Word for word, restate the records that come after this.

> Saved entries
===============

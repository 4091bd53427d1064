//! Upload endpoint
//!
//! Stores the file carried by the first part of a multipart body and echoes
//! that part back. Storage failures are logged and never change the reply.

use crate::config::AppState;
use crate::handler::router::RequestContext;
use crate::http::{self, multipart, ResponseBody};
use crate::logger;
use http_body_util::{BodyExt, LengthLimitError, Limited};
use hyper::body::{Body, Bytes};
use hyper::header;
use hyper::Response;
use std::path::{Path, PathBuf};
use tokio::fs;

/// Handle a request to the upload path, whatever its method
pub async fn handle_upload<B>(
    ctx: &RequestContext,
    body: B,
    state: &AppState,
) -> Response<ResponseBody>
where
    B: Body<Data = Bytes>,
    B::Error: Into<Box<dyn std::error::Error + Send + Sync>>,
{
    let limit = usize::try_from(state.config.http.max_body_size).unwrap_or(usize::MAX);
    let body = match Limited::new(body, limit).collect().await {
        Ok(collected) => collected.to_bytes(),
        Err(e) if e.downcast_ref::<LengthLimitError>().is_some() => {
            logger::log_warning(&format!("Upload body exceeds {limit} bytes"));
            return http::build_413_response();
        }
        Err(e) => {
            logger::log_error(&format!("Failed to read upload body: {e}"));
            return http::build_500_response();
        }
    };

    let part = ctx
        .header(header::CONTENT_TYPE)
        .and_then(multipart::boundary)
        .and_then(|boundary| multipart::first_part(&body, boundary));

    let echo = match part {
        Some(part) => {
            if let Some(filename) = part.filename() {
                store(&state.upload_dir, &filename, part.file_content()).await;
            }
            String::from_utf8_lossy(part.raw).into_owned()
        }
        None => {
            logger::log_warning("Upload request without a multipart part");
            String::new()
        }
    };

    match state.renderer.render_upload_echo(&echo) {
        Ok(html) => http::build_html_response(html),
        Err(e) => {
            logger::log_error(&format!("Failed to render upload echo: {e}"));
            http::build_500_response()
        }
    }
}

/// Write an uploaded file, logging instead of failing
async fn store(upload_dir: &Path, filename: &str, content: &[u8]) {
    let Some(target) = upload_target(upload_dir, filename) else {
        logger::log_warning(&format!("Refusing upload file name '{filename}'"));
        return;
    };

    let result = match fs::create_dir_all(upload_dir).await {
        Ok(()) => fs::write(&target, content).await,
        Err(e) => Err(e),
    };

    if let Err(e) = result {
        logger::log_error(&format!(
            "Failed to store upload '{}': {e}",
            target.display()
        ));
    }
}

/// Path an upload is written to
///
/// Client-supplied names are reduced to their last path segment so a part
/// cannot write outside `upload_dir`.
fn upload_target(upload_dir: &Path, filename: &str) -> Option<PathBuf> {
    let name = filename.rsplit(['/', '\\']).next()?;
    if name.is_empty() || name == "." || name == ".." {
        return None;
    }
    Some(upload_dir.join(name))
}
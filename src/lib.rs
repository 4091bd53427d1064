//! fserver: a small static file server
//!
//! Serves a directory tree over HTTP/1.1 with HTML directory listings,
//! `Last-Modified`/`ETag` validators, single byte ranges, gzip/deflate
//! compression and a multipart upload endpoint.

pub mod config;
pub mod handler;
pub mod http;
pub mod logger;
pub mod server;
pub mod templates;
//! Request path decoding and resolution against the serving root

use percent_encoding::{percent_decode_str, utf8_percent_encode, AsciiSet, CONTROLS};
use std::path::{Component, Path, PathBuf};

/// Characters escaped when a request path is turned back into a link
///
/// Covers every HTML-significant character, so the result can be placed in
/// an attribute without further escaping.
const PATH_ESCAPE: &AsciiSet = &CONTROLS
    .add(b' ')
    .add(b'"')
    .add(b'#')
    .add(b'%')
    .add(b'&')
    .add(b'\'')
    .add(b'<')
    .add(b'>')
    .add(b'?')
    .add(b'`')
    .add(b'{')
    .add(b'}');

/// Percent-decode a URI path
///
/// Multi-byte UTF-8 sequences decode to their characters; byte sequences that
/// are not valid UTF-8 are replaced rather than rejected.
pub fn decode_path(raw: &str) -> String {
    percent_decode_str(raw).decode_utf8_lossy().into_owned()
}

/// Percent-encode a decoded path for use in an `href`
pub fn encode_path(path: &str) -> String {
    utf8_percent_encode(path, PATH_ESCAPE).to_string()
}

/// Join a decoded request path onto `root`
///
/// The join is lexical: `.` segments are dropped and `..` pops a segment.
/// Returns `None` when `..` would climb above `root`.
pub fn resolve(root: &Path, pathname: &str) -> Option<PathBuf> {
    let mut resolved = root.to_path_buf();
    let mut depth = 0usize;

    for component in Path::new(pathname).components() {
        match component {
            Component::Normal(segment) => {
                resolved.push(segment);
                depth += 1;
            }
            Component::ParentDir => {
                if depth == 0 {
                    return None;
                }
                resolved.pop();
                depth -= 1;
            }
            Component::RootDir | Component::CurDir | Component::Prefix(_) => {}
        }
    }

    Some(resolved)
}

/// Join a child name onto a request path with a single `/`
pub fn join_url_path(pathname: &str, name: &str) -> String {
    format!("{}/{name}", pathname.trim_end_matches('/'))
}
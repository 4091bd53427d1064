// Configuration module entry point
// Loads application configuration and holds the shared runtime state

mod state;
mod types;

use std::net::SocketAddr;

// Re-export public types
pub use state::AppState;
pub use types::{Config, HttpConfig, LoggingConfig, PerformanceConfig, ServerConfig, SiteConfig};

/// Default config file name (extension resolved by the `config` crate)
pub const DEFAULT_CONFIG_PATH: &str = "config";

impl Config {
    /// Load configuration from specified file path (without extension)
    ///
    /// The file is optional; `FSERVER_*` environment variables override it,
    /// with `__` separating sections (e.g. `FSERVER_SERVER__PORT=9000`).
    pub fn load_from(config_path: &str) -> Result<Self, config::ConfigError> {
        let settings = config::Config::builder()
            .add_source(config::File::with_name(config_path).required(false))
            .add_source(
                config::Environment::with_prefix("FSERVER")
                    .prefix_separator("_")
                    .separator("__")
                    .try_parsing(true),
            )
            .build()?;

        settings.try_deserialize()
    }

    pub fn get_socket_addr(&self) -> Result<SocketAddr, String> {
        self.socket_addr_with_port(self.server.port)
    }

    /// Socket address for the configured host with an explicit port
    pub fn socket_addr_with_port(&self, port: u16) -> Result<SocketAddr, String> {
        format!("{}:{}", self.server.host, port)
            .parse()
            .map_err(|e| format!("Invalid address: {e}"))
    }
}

===============

> Task response
repository 4091bd53427d1064
//! Upload endpoint
//!
//! Stores the file carried by the first part of a multipart body and echoes
//! that part back. Storage failures are logged and never change the reply.

use crate::config::AppState;
use crate::handler::router::RequestContext;
use crate::http::{self, multipart, ResponseBody};
use crate::logger;
use http_body_util::{BodyExt, LengthLimitError, Limited};
use hyper::body::{Body, Bytes};
use hyper::header;
use hyper::Response;
use std::path::{Path, PathBuf};
use tokio::fs;

/// Handle a request to the upload path, whatever its method
pub async fn handle_upload<B>(
    ctx: &RequestContext,
    body: B,
    state: &AppState,
) -> Response<ResponseBody>
where
    B: Body<Data = Bytes>,
    B::Error: Into<Box<dyn std::error::Error + Send + Sync>>,
{
    let limit = usize::try_from(state.config.http.max_body_size).unwrap_or(usize::MAX);
    let body = match Limited::new(body, limit).collect().await {
        Ok(collected) => collected.to_bytes(),
        Err(e) if e.downcast_ref::<LengthLimitError>().is_some() => {
            logger::log_warning(&format!("Upload body exceeds {limit} bytes"));
            return http::build_413_response();
        }
        Err(e) => {
            logger::log_error(&format!("Failed to read upload body: {e}"));
            return http::build_500_response();
        }
    };

    let part = ctx
        .header(header::CONTENT_TYPE)
        .and_then(multipart::boundary)
        .and_then(|boundary| multipart::first_part(&body, boundary));

    let echo = match part {
        Some(part) => {
            if let Some(filename) = part.filename() {
                store(&state.upload_dir, &filename, part.file_content()).await;
            }
            String::from_utf8_lossy(part.raw).into_owned()
        }
        None => {
            logger::log_warning("Upload request without a multipart part");
            String::new()
        }
    };

    match state.renderer.render_upload_echo(&echo) {
        Ok(html) => http::build_html_response(html),
        Err(e) => {
            logger::log_error(&format!("Failed to render upload echo: {e}"));
            http::build_500_response()
        }
    }
}

/// Write an uploaded file, logging instead of failing
async fn store(upload_dir: &Path, filename: &str, content: &[u8]) {
    let Some(target) = upload_target(upload_dir, filename) else {
        logger::log_warning(&format!("Refusing upload file name '{filename}'"));
        return;
    };

    let result = match fs::create_dir_all(upload_dir).await {
        Ok(()) => fs::write(&target, content).await,
        Err(e) => Err(e),
    };

    if let Err(e) = result {
        logger::log_error(&format!(
            "Failed to store upload '{}': {e}",
            target.display()
        ));
    }
}

/// Path an upload is written to
///
/// Client-supplied names are reduced to their last path segment so a part
/// cannot write outside `upload_dir`.
fn upload_target(upload_dir: &Path, filename: &str) -> Option<PathBuf> {
    let name = filename.rsplit(['/', '\\']).next()?;
    if name.is_empty() || name == "." || name == ".." {
        return None;
    }
    Some(upload_dir.join(name))
}
filename src/lib.rs
repository 4091bd53427d1064
//! fserver: a small static file server
//!
//! Serves a directory tree over HTTP/1.1 with HTML directory listings,
//! `Last-Modified`/`ETag` validators, single byte ranges, gzip/deflate
//! compression and a multipart upload endpoint.

pub mod config;
pub mod handler;
pub mod http;
pub mod logger;
pub mod server;
pub mod templates;
//! Request path decoding and resolution against the serving root

use percent_encoding::{percent_decode_str, utf8_percent_encode, AsciiSet, CONTROLS};
use std::path::{Component, Path, PathBuf};

/// Characters escaped when a request path is turned back into a link
///
/// Covers every HTML-significant character, so the result can be placed in
/// an attribute without further escaping.
const PATH_ESCAPE: &AsciiSet = &CONTROLS
    .add(b' ')
    .add(b'"')
    .add(b'#')
    .add(b'%')
    .add(b'&')
    .add(b'\'')
    .add(b'<')
    .add(b'>')
    .add(b'?')
    .add(b'`')
    .add(b'{')
    .add(b'}');

/// Percent-decode a URI path
///
/// Multi-byte UTF-8 sequences decode to their characters; byte sequences that
/// are not valid UTF-8 are replaced rather than rejected.
pub fn decode_path(raw: &str) -> String {
    percent_decode_str(raw).decode_utf8_lossy().into_owned()
}

/// Percent-encode a decoded path for use in an `href`
pub fn encode_path(path: &str) -> String {
    utf8_percent_encode(path, PATH_ESCAPE).to_string()
}

/// Join a decoded request path onto `root`
///
/// The join is lexical: `.` segments are dropped and `..` pops a segment.
/// Returns `None` when `..` would climb above `root`.
pub fn resolve(root: &Path, pathname: &str) -> Option<PathBuf> {
    let mut resolved = root.to_path_buf();
    let mut depth = 0usize;

    for component in Path::new(pathname).components() {
        match component {
            Component::Normal(segment) => {
                resolved.push(segment);
                depth += 1;
            }
            Component::ParentDir => {
                if depth == 0 {
                    return None;
                }
                resolved.pop();
                depth -= 1;
            }
            Component::RootDir | Component::CurDir | Component::Prefix(_) => {}
        }
    }

    Some(resolved)
}

/// Join a child name onto a request path with a single `/`
pub fn join_url_path(pathname: &str, name: &str) -> String {
    format!("{}/{name}", pathname.trim_end_matches('/'))
}
repository 4091bd53427d1064
// Configuration module entry point
// Loads application configuration and holds the shared runtime state

mod state;
mod types;

use std::net::SocketAddr;

// Re-export public types
pub use state::AppState;
pub use types::{Config, HttpConfig, LoggingConfig, PerformanceConfig, ServerConfig, SiteConfig};

/// Default config file name (extension resolved by the `config` crate)
pub const DEFAULT_CONFIG_PATH: &str = "config";

impl Config {
    /// Load configuration from specified file path (without extension)
    ///
    /// The file is optional; `FSERVER_*` environment variables override it,
    /// with `__` separating sections (e.g. `FSERVER_SERVER__PORT=9000`).
    pub fn load_from(config_path: &str) -> Result<Self, config::ConfigError> {
        let settings = config::Config::builder()
            .add_source(config::File::with_name(config_path).required(false))
            .add_source(
                config::Environment::with_prefix("FSERVER")
                    .prefix_separator("_")
                    .separator("__")
                    .try_parsing(true),
            )
            .build()?;

        settings.try_deserialize()
    }

    pub fn get_socket_addr(&self) -> Result<SocketAddr, String> {
        self.socket_addr_with_port(self.server.port)
    }

    /// Socket address for the configured host with an explicit port
    pub fn socket_addr_with_port(&self, port: u16) -> Result<SocketAddr, String> {
        format!("{}:{}", self.server.host, port)
            .parse()
            .map_err(|e| format!("Invalid address: {e}"))
    }
}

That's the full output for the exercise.